Frente a mí un túnel de luz donde
él se transportaba. Podía escucharlo, decía unas bonitas palabras en mis oídos,
mientras yo expectante veía caer la línea que lo dejaría llegar a la pradera.
No pude entender cómo lo escuchaba, porque la fila de colores en diagonal,
donde supe que venía su carga y energía, estaba a más de diez metros del balcón
desde donde lo observaba. Sin embargo, su voz latía en mi corazón encantando el
lugar, habitándolo. Yo acababa de llegar y sentí las sonrisas, las caricias de
la lluvia entre el airecito atravesado por el sol. Lo vertical y lo horizontal
se diluían en una función imposible, no solo infinita, sino multidimensional
hasta el infinito también. Los colores en el espectro visible eran la voz, y
los otros, que podía ver sin ser para esto, eran todo su cuerpecito verde que
me tocaba en la vibración. Cuando no habló más seguí viendo el verde iluminado
y el túnel desapareciendo en la bruma. La despedida reactivaba el ciclo y me
daba la bienvenida al centro del universo.

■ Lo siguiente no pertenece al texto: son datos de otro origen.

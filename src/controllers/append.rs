use axum::extract::{Path, State};
use axum::http::{HeaderMap, StatusCode};
use axum::response::IntoResponse;
use axum::Json;
use serde_json::{json, Value};

use crate::context::AppContext;
use crate::error::{AppError, ErrorCode};
use crate::models::append::AppendType;
use crate::models::capability::{Permission, ScopeType};
use crate::models::envelope::SuccessEnvelope;
use crate::models::request::{self, ParsedRequest};
use crate::repo::{appends, capabilities, files};
use crate::services::{append_machine, audit, auth, batch, idempotency, path as path_svc};

const IDEMPOTENCY_KEY_HEADER: &str = "idempotency-key";

/// `POST /a/:key/*path` — append at `append` tier. The file must already
/// exist.
pub async fn append_tier(
    State(ctx): State<AppContext>,
    Path((key, raw_path)): Path<(String, String)>,
    headers: HeaderMap,
    Json(body): Json<Value>,
) -> Result<impl IntoResponse, AppError> {
    dispatch(&ctx, &key, Permission::Append, &raw_path, false, headers, body).await
}

/// `POST /w/:key/*path` — append at `write` tier. Creates the file if it
/// doesn't exist yet.
pub async fn write_tier(
    State(ctx): State<AppContext>,
    Path((key, raw_path)): Path<(String, String)>,
    headers: HeaderMap,
    Json(body): Json<Value>,
) -> Result<impl IntoResponse, AppError> {
    dispatch(&ctx, &key, Permission::Write, &raw_path, true, headers, body).await
}

/// `POST /a/:key/append` — the file is named by the body's `path`, or
/// implied by a file-scoped key when the body omits it.
pub async fn append_by_body_path(
    State(ctx): State<AppContext>,
    Path(key): Path<String>,
    headers: HeaderMap,
    Json(mut body): Json<Value>,
) -> Result<impl IntoResponse, AppError> {
    let explicit_path = body
        .as_object_mut()
        .and_then(|obj| obj.remove("path"))
        .and_then(|v| v.as_str().map(str::to_string));

    let raw_path = match explicit_path {
        Some(p) => p,
        None => {
            let salted_hash = auth::hash_key(&key, &ctx.settings().application.key_pepper);
            let record = capabilities::fetch_by_hash(ctx.db(), &salted_hash).await?;
            match record.and_then(|k| k.scope_path) {
                Some(scope_path) if !scope_path.is_empty() => scope_path,
                _ => {
                    return Err(AppError::new(
                        ErrorCode::InvalidRequest,
                        "request must set `path` unless the key is file-scoped",
                    ))
                }
            }
        }
    };

    dispatch(&ctx, &key, Permission::Append, &raw_path, false, headers, body).await
}

async fn dispatch(
    ctx: &AppContext,
    key: &str,
    required: Permission,
    raw_path: &str,
    allow_create: bool,
    headers: HeaderMap,
    body: Value,
) -> Result<impl IntoResponse, AppError> {
    let now = ctx.clock().now();
    let normalized_path = path_svc::normalize(raw_path)?;
    let parsed = request::parse(body)?;
    let types: Vec<AppendType> = parsed.items.iter().map(|i| i.r#type).collect();

    let capability_key = auth::authorize(
        ctx.db(),
        key,
        &ctx.settings().application.key_pepper,
        auth::AuthRequest {
            required,
            request_path: &normalized_path,
            author: Some(&parsed.author),
            types: &types,
        },
        now,
    )
    .await?;

    let file = if allow_create {
        files::get_or_create(ctx.db(), capability_key.workspace_id, &normalized_path).await?
    } else {
        let found = files::fetch_by_path_including_deleted(ctx.db(), capability_key.workspace_id, &normalized_path)
            .await?
            .ok_or_else(|| AppError::new(ErrorCode::FileNotFound, "no file at this path"))?;

        if found.is_deleted() {
            return Err(AppError::new(ErrorCode::FileDeleted, "file has been deleted"));
        }

        found
    };

    if let Some(limit) = capability_key.wip_limit {
        if parsed.items.iter().any(|i| i.r#type == AppendType::Claim) {
            let current = appends::count_active_claims_for_author_in_workspace(
                ctx.db(),
                capability_key.workspace_id,
                &parsed.author,
                now,
            )
            .await?;

            if current >= limit {
                return Err(AppError::with_details(
                    ErrorCode::WipLimitExceeded,
                    "author has reached their work-in-progress limit",
                    json!({ "currentCount": current, "limit": limit }),
                ));
            }
        }
    }

    let idempotency_key = headers
        .get(IDEMPOTENCY_KEY_HEADER)
        .and_then(|v| v.to_str().ok())
        .map(str::to_string);

    match idempotency_key {
        None => {
            let outcomes = run_batch(ctx, &file, capability_key.workspace_id, &parsed, now).await?;
            let body = success_body(&parsed, now, &outcomes);
            Ok((StatusCode::CREATED, Json(body)))
        }
        Some(token) => {
            run_idempotent(ctx, &file, &capability_key.id, capability_key.workspace_id, &parsed, &token, now).await
        }
    }
}

async fn run_idempotent(
    ctx: &AppContext,
    file: &crate::models::file::File,
    capability_key_id: &uuid::Uuid,
    workspace_id: uuid::Uuid,
    parsed: &ParsedRequest,
    token: &str,
    now: chrono::DateTime<chrono::Utc>,
) -> Result<(StatusCode, Json<Value>), AppError> {
    match idempotency::claim(ctx.db(), token, *capability_key_id, now).await? {
        idempotency::Claim::Cached { status, body } => {
            let status = StatusCode::from_u16(status).unwrap_or(StatusCode::OK);
            Ok((status, Json(body)))
        }
        idempotency::Claim::Pending => {
            let (status, body) =
                idempotency::wait_for_result(ctx.db(), token, *capability_key_id, &ctx.settings().idempotency).await?;
            let status = StatusCode::from_u16(status).unwrap_or(StatusCode::OK);
            Ok((status, Json(body)))
        }
        idempotency::Claim::Owner => {
            let result = run_batch(ctx, file, workspace_id, parsed, now).await;
            match result {
                Ok(outcomes) => {
                    let body = success_body(parsed, now, &outcomes);
                    idempotency::finalize(ctx.db(), token, *capability_key_id, 201, &body).await?;
                    Ok((StatusCode::CREATED, Json(body)))
                }
                Err(err) => {
                    idempotency::clear_pending(ctx.db(), token, *capability_key_id).await?;
                    Err(err)
                }
            }
        }
    }
}

async fn run_batch(
    ctx: &AppContext,
    file: &crate::models::file::File,
    workspace_id: uuid::Uuid,
    parsed: &ParsedRequest,
    now: chrono::DateTime<chrono::Utc>,
) -> Result<Vec<append_machine::AppendOutcome>, AppError> {
    let outcomes = batch::execute(ctx.db(), file, workspace_id, parsed, &ctx.settings().claims, now).await?;

    for outcome in &outcomes {
        let event = crate::services::events::Event {
            workspace_id,
            file_path: file.path.clone(),
            name: outcome.event_name,
            data: outcome.event_data.clone(),
            timestamp: now,
        };
        ctx.events().emit(event.clone());
        ctx.webhooks().trigger(&event);

        audit::record(
            ctx.db(),
            workspace_id,
            &format!("append.{}", outcome.append_type),
            "append",
            &outcome.append_id,
            &parsed.author,
            Some(outcome.data.clone()),
            now,
        )
        .await;
    }

    Ok(outcomes)
}

fn success_body(
    parsed: &ParsedRequest,
    now: chrono::DateTime<chrono::Utc>,
    outcomes: &[append_machine::AppendOutcome],
) -> Value {
    let data = if outcomes.len() == 1 {
        outcomes[0].data.clone()
    } else {
        json!({ "results": outcomes.iter().map(|o| o.data.clone()).collect::<Vec<_>>() })
    };

    let envelope = SuccessEnvelope::new(now, data, web_url(&parsed.author));
    serde_json::to_value(envelope).expect("envelope always serializes")
}

fn web_url(author: &str) -> String {
    format!("http://{}/board?author={}", crate::config::settings().application.address(), author)
}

Creo que fumé un cigarro, saqué
unas fotos y leí algo para salir del asombro. Sinceramente no recuerdo si leía
en el sueño de Amalfitano un arcoiris o un desierto. Las palabras del duende no
eran comunistas y él no se sentó sobre una letrina, o tal vez sí, pero lo
tapaban los árboles y en realidad no vi la forma de un hombrecito verde. Pero
sí me mostró la tercera pata, la magia, esa sin la cual el hombre no podría sostenerse. Y
no es broma, así no más, entre oferta y demanda, no se puede vivir.